Es besteht eine starke Verbindung zwischen der Fähigkeit zu führen und emotionaler Intelligenz.

Das ist das Ergebnis einer neuen Studie von Professor Stephane Cote von der Rotman School of Management in Toronto, veröffentlicht in Führung Vierteljährlich . Die Ergebnisse stammen aus zwei Studien von Wirtschaftsstudenten, die vor dem Abschluss eines Gruppenprojekts jeweils einen emotionalen Fähigkeitstest erhielten. Als das Projekt zu Ende war, bewerteten die Teilnehmer die besten Führungskräfte. Es gab eine starke Korrelation zwischen denen, die als gute Anführer eingestuft wurden, und denen, die auf der Skala der emotionalen Fähigkeiten hoch eingingen.
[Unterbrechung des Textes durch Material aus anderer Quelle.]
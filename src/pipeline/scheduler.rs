//! Continuous-mode scheduling
//!
//! Two independently scheduled periodic tasks — the pipeline tick and
//! the quality check — each on its own `tokio` interval, coordinated by
//! a single watch-channel stop signal flipped on CTRL+C. A tick runs
//! inline in its task, so same-kind ticks never overlap; stop is
//! observed between ticks (no mid-tick cancellation). A failed tick is
//! logged and the loop keeps polling for the next due trigger.

use super::connector::StoreConnector;
use super::error::PipelineError;
use super::generator::EventGenerator;
use super::orchestrator::Pipeline;
use super::quality;
use super::schema;
use crate::config::Config;
use std::time::Duration;
use tokio::sync::watch;
use tokio::time::interval;

pub async fn run_continuous(config: &Config) -> Result<(), PipelineError> {
    let connector = StoreConnector::new(config.db_path(), config.retry_policy());

    let conn = connector.acquire().await?;
    schema::ensure_schema(&conn)?;
    drop(conn);

    let (stop_tx, stop_rx) = watch::channel(false);

    let pipeline = Pipeline::new(connector.clone(), EventGenerator::new());
    let pipeline_task = tokio::spawn(pipeline_loop(
        pipeline,
        Duration::from_secs(config.pipeline_interval_secs),
        config.tick_batch,
        stop_rx.clone(),
    ));
    let quality_task = tokio::spawn(quality_loop(
        connector,
        Duration::from_secs(config.quality_interval_secs),
        stop_rx,
    ));

    log::info!("🔄 Continuous pipeline started");
    log::info!("   ├─ Pipeline tick: every {}s", config.pipeline_interval_secs);
    log::info!("   ├─ Quality check: every {}s", config.quality_interval_secs);
    log::info!("   └─ Press CTRL+C to stop");

    match tokio::signal::ctrl_c().await {
        Ok(()) => log::info!("⚠️  Received CTRL+C, shutting down..."),
        Err(e) => log::error!("❌ Failed to listen for CTRL+C: {}", e),
    }

    let _ = stop_tx.send(true);
    let _ = pipeline_task.await;
    let _ = quality_task.await;

    log::info!("✅ Pipeline stopped");
    Ok(())
}

/// Periodic pipeline tick; errors abandon only the current tick
async fn pipeline_loop(
    mut pipeline: Pipeline,
    every: Duration,
    batch_size: usize,
    mut stop: watch::Receiver<bool>,
) {
    let mut ticker = interval(every);
    // Swallow the immediate first tick so the first run happens one
    // full interval after start
    ticker.tick().await;

    loop {
        tokio::select! {
            _ = ticker.tick() => {
                if let Err(e) = pipeline.run_once(batch_size).await {
                    log::error!("❌ Pipeline tick failed: {}", e);
                }
            }
            _ = stop.changed() => break,
        }
    }
    log::info!("   ├─ Pipeline loop stopped");
}

/// Periodic quality check on its own cadence
async fn quality_loop(connector: StoreConnector, every: Duration, mut stop: watch::Receiver<bool>) {
    let mut ticker = interval(every);
    ticker.tick().await;

    loop {
        tokio::select! {
            _ = ticker.tick() => {
                match connector.acquire().await {
                    Ok(conn) => {
                        if let Err(e) = quality::check(&conn) {
                            log::error!("❌ Quality check failed: {}", e);
                        }
                    }
                    Err(e) => log::error!("❌ Quality check could not reach store: {}", e),
                }
            }
            _ = stop.changed() => break,
        }
    }
    log::info!("   ├─ Quality loop stopped");
}
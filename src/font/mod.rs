//! Font parsing: turns an FLF v2 byte stream into an immutable [`Font`].

pub mod error;
pub mod glyphs;
mod header;

use std::collections::HashMap;
use std::io::{Cursor, Read};

pub use error::{FontError, ParseWarning};
pub use glyphs::Glyph;

use glyphs::{required_codepoints, strip_endmark};
use header::{parse_header, RawHeader};

use crate::layout::{normalize_layout, NormalizedLayout};
use crate::line_reader::{strip_bom, LineReader};

const ZIP_MAGIC: [u8; 4] = [0x50, 0x4B, 0x03, 0x04];
const ZIP_ARCHIVE_LIMIT: u64 = 8 * 1024 * 1024;
const ZIP_ENTRY_LIMIT: u64 = 8 * 1024 * 1024;

/// Left-to-right or right-to-left composition.
#[derive(Debug, Clone, Copy, PartialEq, Eq)]
pub enum PrintDirection {
    LeftToRight,
    RightToLeft,
}

impl PrintDirection {
    fn from_header_value(value: u8) -> Self {
        if value == 1 {
            PrintDirection::RightToLeft
        } else {
            PrintDirection::LeftToRight
        }
    }
}

/// An immutable, parsed FLF font. Once constructed it is never mutated, and
/// is freely shareable across concurrently-rendering threads.
#[derive(Debug, Clone)]
pub struct Font {
    pub(crate) hardblank: char,
    pub(crate) height: u32,
    pub(crate) baseline: u32,
    pub(crate) max_length: u32,
    pub(crate) old_layout: i32,
    pub(crate) full_layout: Option<u16>,
    pub(crate) print_direction: PrintDirection,
    pub(crate) glyphs: HashMap<char, Glyph>,
    pub(crate) layout: NormalizedLayout,
    pub(crate) warnings: Vec<ParseWarning>,
}

impl Font {
    pub fn hardblank(&self) -> char {
        self.hardblank
    }

    pub fn height(&self) -> u32 {
        self.height
    }

    pub fn baseline(&self) -> u32 {
        self.baseline
    }

    pub fn max_length(&self) -> u32 {
        self.max_length
    }

    pub fn old_layout(&self) -> i32 {
        self.old_layout
    }

    pub fn full_layout(&self) -> Option<u16> {
        self.full_layout
    }

    pub fn print_direction(&self) -> PrintDirection {
        self.print_direction
    }

    pub fn layout(&self) -> NormalizedLayout {
        self.layout
    }

    pub fn glyph(&self, codepoint: char) -> Option<&Glyph> {
        self.glyphs.get(&codepoint)
    }

    pub fn contains_glyph(&self, codepoint: char) -> bool {
        self.glyphs.contains_key(&codepoint)
    }

    pub fn warnings(&self) -> &[ParseWarning] {
        &self.warnings
    }
}

/// Parses an FLF v2 font from any readable byte stream.
///
/// Transparently unwraps a ZIP-wrapped font (detected by the PKZip local
/// file magic at the start of the stream), bounded to guard against
/// decompression bombs.
pub fn parse_font<R: Read>(mut reader: R) -> Result<Font, FontError> {
    let mut bytes = Vec::new();
    reader
        .read_to_end(&mut bytes)
        .map_err(crate::line_reader::LineReaderError::from)?;
    parse_font_bytes(&bytes)
}

fn parse_font_bytes(bytes: &[u8]) -> Result<Font, FontError> {
    if bytes.is_empty() {
        return Err(FontError::Empty);
    }
    if bytes.starts_with(&ZIP_MAGIC) {
        return parse_zip_wrapped(bytes);
    }
    let text_bytes = strip_bom(bytes);
    parse_flf_text(text_bytes)
}

fn parse_zip_wrapped(bytes: &[u8]) -> Result<Font, FontError> {
    if bytes.len() as u64 > ZIP_ARCHIVE_LIMIT {
        return Err(FontError::ArchiveEntryTooLarge {
            size: bytes.len() as u64,
            limit: ZIP_ARCHIVE_LIMIT,
        });
    }
    let mut archive = zip::ZipArchive::new(Cursor::new(bytes))
        .map_err(|e| FontError::Archive(e.to_string()))?;

    for i in 0..archive.len() {
        let mut entry = archive
            .by_index(i)
            .map_err(|e| FontError::Archive(e.to_string()))?;
        if entry.is_dir() {
            continue;
        }
        if entry.size() > ZIP_ENTRY_LIMIT {
            return Err(FontError::ArchiveEntryTooLarge {
                size: entry.size(),
                limit: ZIP_ENTRY_LIMIT,
            });
        }
        let mut inner = Vec::with_capacity(entry.size() as usize);
        entry
            .read_to_end(&mut inner)
            .map_err(crate::line_reader::LineReaderError::from)?;
        return parse_font_bytes(&inner);
    }
    Err(FontError::Archive(
        "zip archive contains no file entries".to_string(),
    ))
}

fn parse_flf_text(bytes: &[u8]) -> Result<Font, FontError> {
    let mut lines = LineReader::new(Cursor::new(bytes));

    let header_line = loop {
        match lines.read_line()? {
            None => return Err(FontError::Empty),
            Some(line) if line.is_empty() => continue,
            Some(line) => break line,
        }
    };
    let raw: RawHeader = parse_header(&header_line)?;
    let layout = normalize_layout(raw.old_layout, raw.full_layout)?;
    let print_direction = PrintDirection::from_header_value(raw.print_direction.unwrap_or(0));

    for _ in 0..raw.comment_lines {
        if lines.read_line()?.is_none() {
            break;
        }
    }

    let mut glyph_map = HashMap::new();
    let mut warnings = Vec::new();

    let required = required_codepoints();
    for (idx, codepoint) in required.iter().enumerate() {
        match read_glyph(&mut lines, raw.height, *codepoint as u32, idx == 0)? {
            Some(glyph) => {
                check_max_length(&glyph, *codepoint as u32, raw.max_length, &mut warnings);
                glyph_map.insert(*codepoint, glyph);
            }
            None => break,
        }
    }

    if let Some(codetag_count) = raw.codetag_count {
        'codetags: for _ in 0..codetag_count {
            let tag_line = match lines.read_line()? {
                Some(l) => l,
                None => break 'codetags,
            };
            // An unparseable code or an out-of-range codepoint still owns
            // `height` glyph-body lines below it; those must be consumed
            // (not just skipped over) or every codetag header after this
            // one reads from the wrong line.
            let codepoint = parse_codetag_codepoint(&tag_line);
            let ch = codepoint.and_then(char::from_u32);
            match read_glyph(&mut lines, raw.height, codepoint.unwrap_or(0), false)? {
                Some(glyph) => {
                    if let (Some(codepoint), Some(ch)) = (codepoint, ch) {
                        check_max_length(&glyph, codepoint, raw.max_length, &mut warnings);
                        glyph_map.insert(ch, glyph);
                    }
                }
                None => break 'codetags,
            }
        }
    }

    Ok(Font {
        hardblank: raw.hardblank,
        height: raw.height,
        baseline: raw.baseline,
        max_length: raw.max_length,
        old_layout: raw.old_layout,
        full_layout: raw.full_layout,
        print_direction,
        glyphs: glyph_map,
        layout,
        warnings,
    })
}

fn read_glyph<R: Read>(
    lines: &mut LineReader<R>,
    height: u32,
    codepoint: u32,
    is_first_required: bool,
) -> Result<Option<Glyph>, FontError> {
    let mut rows = Vec::with_capacity(height as usize);
    for row_idx in 0..height {
        match lines.read_line()? {
            None => {
                if row_idx == 0 && !is_first_required {
                    return Ok(None);
                }
                return Err(FontError::TruncatedGlyph {
                    codepoint,
                    row: row_idx as usize,
                    height,
                });
            }
            Some(line) => rows.push(strip_endmark(&line)),
        }
    }

    let width = rows[0].len();
    for (row, line) in rows.iter().enumerate() {
        if line.len() != width {
            return Err(FontError::InconsistentGlyphWidth {
                codepoint,
                expected: width,
                row,
                got: line.len(),
            });
        }
    }

    Ok(Some(Glyph { rows, width }))
}

fn check_max_length(glyph: &Glyph, codepoint: u32, max_length: u32, warnings: &mut Vec<ParseWarning>) {
    if glyph.width as u32 > max_length {
        log::warn!(
            "glyph {codepoint:#06x} row width {} exceeds header max_length {max_length}",
            glyph.width
        );
        warnings.push(ParseWarning::MaxLengthExceeded {
            codepoint,
            width: glyph.width,
            max_length,
        });
    }
}

fn parse_codetag_codepoint(line: &str) -> Option<u32> {
    let token = line.split_whitespace().next()?;
    if let Some(hex) = token.strip_prefix("0x").or_else(|| token.strip_prefix("0X")) {
        u32::from_str_radix(hex, 16).ok()
    } else {
        token.parse::<i64>().ok().and_then(|v| u32::try_from(v).ok())
    }
}
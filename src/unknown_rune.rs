//! Parses the command-line `--unknown-rune` argument into a single `char`.
//!
//! Accepts a literal rune, or one of several numeric escapes: `\uXXXX`,
//! `\UXXXXXXXX`, `U+XXXX`, a bare decimal codepoint, or a `0x`-prefixed hex
//! codepoint.

use thiserror::Error;

#[derive(Error, Debug, Clone, PartialEq, Eq)]
pub enum UnknownRuneSpecError {
    #[error("{0:?} is not a single rune and not a recognized numeric escape")]
    NotARune(String),

    #[error("{spec:?} decodes to codepoint {value:#x}, which is not a valid Unicode scalar value")]
    InvalidCodepoint { spec: String, value: u32 },

    #[error("{spec:?} has a malformed numeric escape: {message}")]
    MalformedEscape { spec: String, message: String },
}

fn from_codepoint(spec: &str, value: u32) -> Result<char, UnknownRuneSpecError> {
    char::from_u32(value).ok_or(UnknownRuneSpecError::InvalidCodepoint {
        spec: spec.to_string(),
        value,
    })
}

fn parse_hex(spec: &str, digits: &str) -> Result<u32, UnknownRuneSpecError> {
    u32::from_str_radix(digits, 16).map_err(|e| UnknownRuneSpecError::MalformedEscape {
        spec: spec.to_string(),
        message: e.to_string(),
    })
}

/// Parses a single `--unknown-rune` argument.
pub fn parse_spec(s: &str) -> Result<char, UnknownRuneSpecError> {
    if let Some(hex) = s.strip_prefix("\\u") {
        return from_codepoint(s, parse_hex(s, hex)?);
    }
    if let Some(hex) = s.strip_prefix("\\U") {
        return from_codepoint(s, parse_hex(s, hex)?);
    }
    if let Some(hex) = s.strip_prefix("U+").or_else(|| s.strip_prefix("u+")) {
        return from_codepoint(s, parse_hex(s, hex)?);
    }
    if let Some(hex) = s.strip_prefix("0x").or_else(|| s.strip_prefix("0X")) {
        return from_codepoint(s, parse_hex(s, hex)?);
    }
    if let Ok(value) = s.parse::<u32>() {
        if s.chars().count() > 1 {
            return from_codepoint(s, value);
        }
    }

    let mut chars = s.chars();
    match (chars.next(), chars.next()) {
        (Some(c), None) => Ok(c),
        _ => Err(UnknownRuneSpecError::NotARune(s.to_string())),
    }
}

#[cfg(test)]
mod tests {
    use super::*;

    #[test]
    fn literal_rune() {
        assert_eq!(parse_spec("?").unwrap(), '?');
        assert_eq!(parse_spec("€").unwrap(), '€');
    }

    #[test]
    fn backslash_u_escape() {
        assert_eq!(parse_spec("\\u003F").unwrap(), '?');
    }

    #[test]
    fn backslash_capital_u_escape() {
        assert_eq!(parse_spec("\\U0001F600").unwrap(), '\u{1F600}');
    }

    #[test]
    fn u_plus_escape() {
        assert_eq!(parse_spec("U+003F").unwrap(), '?');
    }

    #[test]
    fn decimal_codepoint() {
        assert_eq!(parse_spec("63").unwrap(), '?');
    }

    #[test]
    fn hex_0x_codepoint() {
        assert_eq!(parse_spec("0x3F").unwrap(), '?');
    }

    #[test]
    fn single_ascii_digit_is_literal_not_decimal() {
        // A single-character spec is always the literal rune, even if it
        // happens to be a digit -- "9" means the glyph for '9'.
        assert_eq!(parse_spec("9").unwrap(), '9');
    }

    #[test]
    fn multi_char_garbage_is_an_error() {
        assert!(parse_spec("nope").is_err());
    }

    #[test]
    fn invalid_codepoint_is_an_error() {
        let err = parse_spec("0xD800").unwrap_err();
        assert!(matches!(err, UnknownRuneSpecError::InvalidCodepoint { .. }));
    }

    #[test]
    fn malformed_hex_escape_is_an_error() {
        let err = parse_spec("\\uZZZZ").unwrap_err();
        assert!(matches!(err, UnknownRuneSpecError::MalformedEscape { .. }));
    }
}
"Traditionell haben wir angenommen, dass Anführer einen hohen IQ haben, gesellig sind und dominante Persönlichkeiten haben". Cote sagt. Aber seine Studie zeigt, dass " die Gefühle anderer " verarbeiten kann " kann genauso wichtig sein. Angehende Führungskräfte, so Cote, würden gut daran tun, die Fähigkeiten zu fördern, die emotionale Intelligenz ausmachen. Laut dem Autor Daniel Goleman, der den Begriff in seinem Bestseller mit dem gleichen Namen geprägt hat, bedeutet emotionale Intelligenz die Fähigkeit, Emotionen wahrzunehmen, zu nutzen, zu verstehen und zu regulieren. Die Rotman School of Management lehrt emotionale Intelligenz als Wahlpflichtfach im vierten Jahr und in seinem MBA-Programm. EI-basierte Kurse werden in vielen Unternehmen angeboten. Google hat 2007 begonnen, einen EI-basierten Kurs namens "Search Inside Yourself" in seinem Hauptquartier zu unterrichten. Dieses Jahr wird SIY an Google-Standorten auf der ganzen Welt angeboten.